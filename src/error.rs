//! Proxy-wide error definitions.
//!
//! One closed set of error kinds covers every failure a request can hit:
//! missing configuration, exhausted upstream retries, upstream error
//! statuses, token-endpoint failures, and shared-secret rejections.
//! Handlers rely on the [`IntoResponse`] impl so protected routes always
//! answer with a JSON body carrying an `error` field.

use axum::{
    http::StatusCode,
    response::{IntoResponse, Response},
    Json,
};
use serde::Serialize;
use thiserror::Error;

use crate::resilience::FetchError;

/// Maximum length of an upstream body excerpt carried in error details.
pub const DETAIL_MAX_LEN: usize = 300;

/// Errors surfaced by proxy operations.
#[derive(Debug, Error)]
pub enum ProxyError {
    /// The operation cannot run with the current configuration.
    #[error("configuration error: {0}")]
    Configuration(String),

    /// Upstream was unreachable or timed out after all retries.
    #[error("upstream unreachable after {attempts} attempt(s): {reason}")]
    UpstreamTimeout { attempts: u32, reason: String },

    /// Upstream answered with an error status.
    #[error("upstream returned status {status}: {detail}")]
    UpstreamStatus { status: u16, detail: String },

    /// The token endpoint failed to issue a usable access token.
    #[error("token request failed{}: {detail}", fmt_status(.status))]
    Auth { status: Option<u16>, detail: String },

    /// The caller's shared secret did not match.
    #[error("unauthorized")]
    Unauthorized,
}

fn fmt_status(status: &Option<u16>) -> String {
    match status {
        Some(code) => format!(" (status {code})"),
        None => String::new(),
    }
}

/// Result type for proxy operations.
pub type ProxyResult<T> = Result<T, ProxyError>;

impl ProxyError {
    /// Short machine-stable label for the `error` field of JSON bodies.
    pub fn label(&self) -> &'static str {
        match self {
            ProxyError::Configuration(_) => "Service not configured",
            ProxyError::UpstreamTimeout { .. } => "Upstream unavailable",
            ProxyError::UpstreamStatus { .. } => "Upstream error",
            ProxyError::Auth { .. } => "Token acquisition failed",
            ProxyError::Unauthorized => "Unauthorized",
        }
    }

    /// HTTP status this error maps to on the proxy surface.
    pub fn status_code(&self) -> StatusCode {
        match self {
            ProxyError::Configuration(_) => StatusCode::SERVICE_UNAVAILABLE,
            ProxyError::UpstreamTimeout { .. } | ProxyError::UpstreamStatus { .. } => {
                StatusCode::GATEWAY_TIMEOUT
            }
            ProxyError::Auth { .. } => StatusCode::BAD_GATEWAY,
            ProxyError::Unauthorized => StatusCode::FORBIDDEN,
        }
    }

    /// Wrap a fetcher failure from the token endpoint into the auth kind.
    pub fn auth_from_fetch(err: FetchError) -> Self {
        match err {
            FetchError::ExhaustedStatus { status, detail, .. } => ProxyError::Auth {
                status: Some(status),
                detail,
            },
            other => ProxyError::Auth {
                status: None,
                detail: other.to_string(),
            },
        }
    }
}

impl From<FetchError> for ProxyError {
    fn from(err: FetchError) -> Self {
        match err {
            FetchError::Timeout { attempts } => ProxyError::UpstreamTimeout {
                attempts,
                reason: "timed out".to_string(),
            },
            FetchError::Network { attempts, source } => ProxyError::UpstreamTimeout {
                attempts,
                reason: source.to_string(),
            },
            FetchError::ExhaustedStatus { status, detail, .. } => {
                ProxyError::UpstreamStatus { status, detail }
            }
        }
    }
}

/// JSON body emitted for error responses.
#[derive(Debug, Serialize)]
pub struct ErrorBody {
    pub error: &'static str,
    #[serde(skip_serializing_if = "Option::is_none")]
    pub detail: Option<String>,
}

impl IntoResponse for ProxyError {
    fn into_response(self) -> Response {
        let detail = match self {
            ProxyError::Unauthorized => None,
            ref other => Some(other.to_string()),
        };
        let body = ErrorBody {
            error: self.label(),
            detail,
        };
        (self.status_code(), Json(body)).into_response()
    }
}

/// Truncate an upstream body for inclusion in error details.
///
/// Cuts on a char boundary so multibyte upstream payloads cannot panic the
/// error path.
pub fn truncate_detail(body: &str) -> String {
    let trimmed = body.trim();
    if trimmed.len() <= DETAIL_MAX_LEN {
        return trimmed.to_string();
    }
    let mut cut = DETAIL_MAX_LEN;
    while !trimmed.is_char_boundary(cut) {
        cut -= 1;
    }
    format!("{}... [truncated, {} bytes total]", &trimmed[..cut], trimmed.len())
}

#[cfg(test)]
mod tests {
    use super::*;

    #[test]
    fn test_error_display() {
        let err = ProxyError::UpstreamStatus {
            status: 502,
            detail: "bad gateway".to_string(),
        };
        assert_eq!(err.to_string(), "upstream returned status 502: bad gateway");

        let err = ProxyError::Auth {
            status: Some(401),
            detail: "invalid_client".to_string(),
        };
        assert!(err.to_string().contains("status 401"));

        let err = ProxyError::Auth {
            status: None,
            detail: "connection refused".to_string(),
        };
        assert!(!err.to_string().contains("status"));
    }

    #[test]
    fn test_status_mapping() {
        assert_eq!(
            ProxyError::Unauthorized.status_code(),
            StatusCode::FORBIDDEN
        );
        assert_eq!(
            ProxyError::Configuration("x".into()).status_code(),
            StatusCode::SERVICE_UNAVAILABLE
        );
        assert_eq!(
            ProxyError::UpstreamTimeout {
                attempts: 3,
                reason: "timed out".into()
            }
            .status_code(),
            StatusCode::GATEWAY_TIMEOUT
        );
        assert_eq!(
            ProxyError::Auth {
                status: Some(500),
                detail: "x".into()
            }
            .status_code(),
            StatusCode::BAD_GATEWAY
        );
    }

    #[tokio::test]
    async fn test_unauthorized_body_shape() {
        let response = ProxyError::Unauthorized.into_response();
        assert_eq!(response.status(), StatusCode::FORBIDDEN);

        let bytes = axum::body::to_bytes(response.into_body(), 1024)
            .await
            .unwrap();
        let body: serde_json::Value = serde_json::from_slice(&bytes).unwrap();
        assert_eq!(body["error"], "Unauthorized");
        assert!(body.get("detail").is_none());
    }

    #[test]
    fn test_truncate_detail() {
        assert_eq!(truncate_detail("  short  "), "short");

        let long = "x".repeat(1000);
        let truncated = truncate_detail(&long);
        assert!(truncated.len() < 400);
        assert!(truncated.contains("[truncated, 1000 bytes total]"));

        // Multibyte content must cut on a char boundary, not panic.
        let multibyte = "é".repeat(400);
        let truncated = truncate_detail(&multibyte);
        assert!(truncated.contains("truncated"));
    }
}
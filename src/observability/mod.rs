//! Observability subsystem.
//!
//! # Data Flow
//! ```text
//! All subsystems produce:
//!     → logging.rs (structured log events)
//!     → metrics.rs (counters, histograms)
//!
//! Consumers:
//!     → Log aggregation (stdout)
//!     → Metrics endpoint (Prometheus scrape)
//! ```
//!
//! # Design Decisions
//! - Request ID flows through all log lines for one request
//! - Metrics are cheap (atomic increments)
//! - Missing exporter degrades to no-op recording, never an error path

pub mod logging;
pub mod metrics;
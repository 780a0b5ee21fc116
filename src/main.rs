//! OpenSky credential-brokering proxy.
//!
//! # Architecture Overview
//!
//! ```text
//!                        ┌──────────────────────────────────────────────┐
//!                        │                OPENSKY PROXY                 │
//!                        │                                              │
//!   Client Request       │  ┌─────────┐   ┌──────────┐   ┌──────────┐  │
//!   ────────────────────────▶  http   │──▶│ security │──▶│ handlers │  │
//!                        │  │ server  │   │  secret  │   │          │  │
//!                        │  └─────────┘   └──────────┘   └────┬─────┘  │
//!                        │                                    │        │
//!                        │              fresh hit? ┌──────────▼─────┐  │
//!                        │             ┌───────────│ response cache │  │
//!                        │             │           └──────────┬─────┘  │
//!                        │             │                 miss │        │
//!                        │             │   ┌──────────┐  ┌───▼──────┐ │
//!   Client Response      │             │   │   auth   │─▶│resilience│─┼──▶ OpenSky
//!   ◀───────────────────────────────────   │ provider │  │  fetch   │ │    API
//!                        │                 └──────────┘  └──────────┘ │
//!                        │                                            │
//!                        │  ┌──────────────────────────────────────┐  │
//!                        │  │        Cross-Cutting Concerns        │  │
//!                        │  │  config · observability · lifecycle  │  │
//!                        │  └──────────────────────────────────────┘  │
//!                        └──────────────────────────────────────────────┘
//! ```

use std::path::PathBuf;

use clap::Parser;
use tokio::net::TcpListener;

use opensky_proxy::config::{self, ProxyConfig};
use opensky_proxy::lifecycle::{wait_for_signal, Shutdown};
use opensky_proxy::observability::{logging, metrics};
use opensky_proxy::{AppState, HttpServer};

#[derive(Parser)]
#[command(name = "opensky-proxy")]
#[command(about = "Credential-brokering proxy for the OpenSky flight-state API", long_about = None)]
struct Cli {
    /// Path to a TOML config file; environment variables override it.
    #[arg(short, long)]
    config: Option<PathBuf>,

    /// Listen port, overriding config and the PORT variable.
    #[arg(short, long)]
    port: Option<u16>,
}

#[tokio::main]
async fn main() -> Result<(), Box<dyn std::error::Error>> {
    let cli = Cli::parse();

    let mut config: ProxyConfig = config::load_config(cli.config.as_deref())?;
    if let Some(port) = cli.port {
        config.listener.port = port;
    }

    logging::init_logging(&config.observability.log_filter);

    tracing::info!(
        version = env!("CARGO_PKG_VERSION"),
        host = %config.listener.host,
        port = config.listener.port,
        states_url = %config.upstream.states_url,
        cache_ms = config.states_fetch.cache_ms,
        secret_configured = config.security.proxy_secret.is_some(),
        "opensky-proxy starting"
    );

    if config.observability.metrics_enabled {
        match config.observability.metrics_address.parse() {
            Ok(addr) => metrics::init_metrics(addr),
            Err(e) => tracing::error!(
                metrics_address = %config.observability.metrics_address,
                error = %e,
                "Failed to parse metrics address"
            ),
        }
    }

    let bind_address = format!("{}:{}", config.listener.host, config.listener.port);
    let listener = TcpListener::bind(&bind_address).await?;
    tracing::info!(address = %listener.local_addr()?, "Listening for connections");

    let state = AppState::new(config)?;
    let server = HttpServer::new(state);

    let shutdown = Shutdown::new();
    let server_shutdown = shutdown.subscribe();

    tokio::spawn(async move {
        wait_for_signal().await;
        shutdown.trigger();
    });

    server.run(listener, server_shutdown).await?;

    tracing::info!("Shutdown complete");
    Ok(())
}
//! Credential provider and token cache.
//!
//! # Responsibilities
//! - Resolve the configured authentication scheme once at startup
//! - Produce the `Authorization` header value for upstream calls
//! - Cache OAuth access tokens across requests and refresh them before
//!   the upstream stops accepting them
//! - Coalesce concurrent refreshes onto a single upstream fetch
//!
//! # Design Decisions
//! - The token slot is a `tokio::sync::Mutex` held across the refresh
//!   await. Callers that arrive while a refresh is in flight park on the
//!   lock and reuse the entry it stores, so an expired token never fans
//!   out into a thundering herd against the identity server.
//! - A failed refresh stores nothing. The next caller retries from
//!   scratch instead of trusting a poisoned entry.

use std::time::Instant;

use tokio::sync::Mutex;

use crate::auth::credentials::{basic_header, CredentialMode};
use crate::auth::token::{CachedToken, TokenResponse};
use crate::config::ProxyConfig;
use crate::error::{truncate_detail, ProxyError, ProxyResult};
use crate::observability::metrics;
use crate::resilience::{fetch_with_retry, RetryPolicy};

/// Supplies upstream credentials in whichever scheme is configured.
pub struct CredentialProvider {
    mode: CredentialMode,
    token_url: String,
    policy: RetryPolicy,
    client: reqwest::Client,
    token: Mutex<Option<CachedToken>>,
}

impl CredentialProvider {
    pub fn new(config: &ProxyConfig, client: reqwest::Client) -> Self {
        let mode = CredentialMode::resolve(&config.credentials);
        tracing::info!(mode = %mode, "Credential provider initialized");
        Self {
            mode,
            token_url: config.upstream.token_url.clone(),
            policy: config.token_fetch.retry_policy(),
            client,
            token: Mutex::new(None),
        }
    }

    /// The authentication scheme resolved from configuration.
    pub fn mode(&self) -> &CredentialMode {
        &self.mode
    }

    /// `Authorization` header value for an upstream data request.
    ///
    /// Basic mode derives the header locally; OAuth mode may hit the
    /// token endpoint when the cached token is missing or expired.
    pub async fn authorization_header(&self) -> ProxyResult<String> {
        match &self.mode {
            CredentialMode::Basic { username, password } => Ok(basic_header(username, password)),
            CredentialMode::OAuth { .. } => {
                let token = self.current_token().await?;
                Ok(format!("Bearer {}", token.access_token))
            }
            CredentialMode::Unconfigured => Err(unconfigured_error()),
        }
    }

    /// Returns a valid cached token, refreshing it first when needed.
    ///
    /// Only meaningful in OAuth mode; Basic and unconfigured modes fail
    /// with a configuration error. Repeated calls while the cached token
    /// is fresh return the same token without touching the network.
    pub async fn current_token(&self) -> ProxyResult<CachedToken> {
        let (client_id, client_secret) = match &self.mode {
            CredentialMode::OAuth {
                client_id,
                client_secret,
            } => (client_id.clone(), client_secret.clone()),
            CredentialMode::Basic { .. } => {
                return Err(ProxyError::Configuration(
                    "bearer tokens are not used with basic credentials".to_string(),
                ))
            }
            CredentialMode::Unconfigured => return Err(unconfigured_error()),
        };

        // Held across the refresh await: concurrent callers coalesce.
        let mut slot = self.token.lock().await;

        if let Some(token) = slot.as_ref() {
            if !token.is_expired(Instant::now()) {
                return Ok(token.clone());
            }
        }

        match self.fetch_token(&client_id, &client_secret).await {
            Ok(token) => {
                metrics::record_token_refresh("success");
                tracing::info!(
                    remaining_secs = token.remaining_secs(Instant::now()),
                    "Access token refreshed"
                );
                *slot = Some(token.clone());
                Ok(token)
            }
            Err(e) => {
                metrics::record_token_refresh("failure");
                tracing::warn!(error = %e, "Access token refresh failed");
                Err(e)
            }
        }
    }

    async fn fetch_token(&self, client_id: &str, client_secret: &str) -> ProxyResult<CachedToken> {
        tracing::debug!(token_url = %self.token_url, "Requesting access token");

        let request = self.client.post(&self.token_url).form(&[
            ("grant_type", "client_credentials"),
            ("client_id", client_id),
            ("client_secret", client_secret),
        ]);

        let response = fetch_with_retry(request, &self.policy)
            .await
            .map_err(ProxyError::auth_from_fetch)?;

        let status = response.status();
        if !status.is_success() {
            let body = response.text().await.unwrap_or_default();
            return Err(ProxyError::Auth {
                status: Some(status.as_u16()),
                detail: truncate_detail(&body),
            });
        }

        let parsed: TokenResponse = response.json().await.map_err(|e| ProxyError::Auth {
            status: None,
            detail: format!("malformed token response: {}", e),
        })?;

        if parsed.access_token.is_empty() {
            return Err(ProxyError::Auth {
                status: None,
                detail: "token response carried no access_token".to_string(),
            });
        }

        Ok(CachedToken::issue(
            parsed.access_token,
            parsed.expires_in,
            Instant::now(),
        ))
    }
}

/// Error returned by any credentialed operation while no usable pair
/// is configured.
pub fn unconfigured_error() -> ProxyError {
    ProxyError::Configuration(
        "no upstream credentials configured; set OPENSKY_USERNAME/OPENSKY_PASSWORD \
         or OPENSKY_CLIENT_ID/OPENSKY_CLIENT_SECRET"
            .to_string(),
    )
}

*BRIEF:* Write out a verbatim copy of the data, beginning with its first line and ending with the line that contains "pub enum ProxyError".

*EXERCISE RESPONSE:*
filename src/error.rs
//! Proxy-wide error definitions.
//!
//! One closed set of error kinds covers every failure a request can hit:
//! missing configuration, exhausted upstream retries, upstream error
//! statuses, token-endpoint failures, and shared-secret rejections.
//! Handlers rely on the [`IntoResponse`] impl so protected routes always
//! answer with a JSON body carrying an `error` field.

use axum::{
    http::StatusCode,
    response::{IntoResponse, Response},
    Json,
};
use serde::Serialize;
use thiserror::Error;

use crate::resilience::FetchError;

/// Maximum length of an upstream body excerpt carried in error details.
pub const DETAIL_MAX_LEN: usize = 300;

/// Errors surfaced by proxy operations.
#[derive(Debug, Error)]
pub enum ProxyError {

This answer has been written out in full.